What about ending a letter 'yours very sincerely' or 'I have the honour to be, Madam/Sir, Your (Imperial) Majesty's humble and obedient servant/subject'?
Regular Member717
well I suppose you could use the latter if you were writing to the queen herself but it would still be a bit strange!
Proficient Speaker: Users in this role are known to maintain an excellent grasp of the English language. You can only be promoted to this role by the Englishforums team.Retired Moderator: A moderator who has retired.
Anonymous:
Yours sincerely
Anonymous:
thanks helped a lot
Anonymous:
While fully understanding that you are making a humourous comment; The word 'Imperial' is innapropriate because unlike the US we no longer have an empire.
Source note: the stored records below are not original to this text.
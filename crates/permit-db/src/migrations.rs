// Copyright (c) 2025 Geoffrey Huntley <ghuntley@ghuntley.com>. All rights reserved.
// SPDX-License-Identifier: Proprietary

use sqlx::SqlitePool;

use crate::error::DbError;

const MIGRATIONS: [(&str, &str); 3] = [
	(
		"001_subscriptions",
		include_str!("../migrations/001_subscriptions.sql"),
	),
	("002_audit_log", include_str!("../migrations/002_audit_log.sql")),
	(
		"003_protocol_sequence",
		include_str!("../migrations/003_protocol_sequence.sql"),
	),
];

/// Applies every migration. Each one is idempotent, so this runs on every
/// start of both front ends.
#[tracing::instrument(skip(pool))]
pub async fn run_migrations(pool: &SqlitePool) -> Result<(), DbError> {
	for (name, sql) in MIGRATIONS {
		if let Err(e) = sqlx::raw_sql(sql).execute(pool).await {
			let msg = e.to_string();
			if !msg.contains("already exists") {
				tracing::error!(migration = name, error = %e, "migration failed");
				return Err(e.into());
			}
		}
		tracing::debug!(migration = name, "migration applied");
	}
	Ok(())
}

#[cfg(test)]
mod tests {
	use super::*;
	use crate::testing::create_test_pool;

	#[tokio::test]
	async fn migrations_are_idempotent() {
		let pool = create_test_pool().await;
		run_migrations(&pool).await.unwrap();
		run_migrations(&pool).await.unwrap();
	}

	#[tokio::test]
	async fn audit_log_rejects_update_and_delete() {
		let pool = create_test_pool().await;
		sqlx::query(
			"INSERT INTO audit_log (id, operation, protocol_id, timestamp, actor_user, reason) \
			 VALUES ('a', 'create', '2026-0000000001', '2026-01-01T00:00:00.000000Z', 'op', 'initial load')",
		)
		.execute(&pool)
		.await
		.unwrap();

		let update = sqlx::query("UPDATE audit_log SET reason = 'rewritten'")
			.execute(&pool)
			.await;
		assert!(update.unwrap_err().to_string().contains("append-only"));

		let delete = sqlx::query("DELETE FROM audit_log").execute(&pool).await;
		assert!(delete.unwrap_err().to_string().contains("append-only"));
	}

	#[tokio::test]
	async fn subscriptions_enforce_date_order_and_payment_set() {
		let pool = create_test_pool().await;
		let insert = |start: &'static str, end: &'static str, method: &'static str| {
			sqlx::query(
				"INSERT INTO subscriptions (protocol_id, owner_name, plate, payment_method, \
				 start_date, end_date, signature, created_at, updated_at) \
				 VALUES (?, 'Rossi', ?, ?, ?, ?, 'sig', 'now', 'now')",
			)
			.bind(format!("{start}-{end}-{method}"))
			.bind(format!("P{start}{end}{method}"))
			.bind(method)
			.bind(start)
			.bind(end)
		};

		assert!(insert("2026-12-31", "2026-01-01", "POS")
			.execute(&pool)
			.await
			.is_err());
		assert!(insert("2026-01-01", "2026-12-31", "CASH")
			.execute(&pool)
			.await
			.is_err());
		assert!(insert("2026-01-01", "2026-12-31", "BOLLETTINO")
			.execute(&pool)
			.await
			.is_ok());
	}
}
Americans also like to refere to The Queen as 'Your Royal Highness', presumably because it is long winded and contains the work 'Royal', in fact The Queen should be referred to as 'Your Majesty' . Princes, Princesses and other lesser Royals are referred to as Your Royal Highness
Anonymous:
This is how I always end my letters http://howtofixstuff.blogspot.com/2012/02/how-to-end-letter.html
Anonymous:
Then you should 'fix" the misspelling on your homepage. You used the word "then" when "than" is the correct grammatical term. It is also an incomplete sentence, unless you intended that "There is" is understood. The correct wording would be "There is no better satisfaction than doing it yourself!"
Just sayin'.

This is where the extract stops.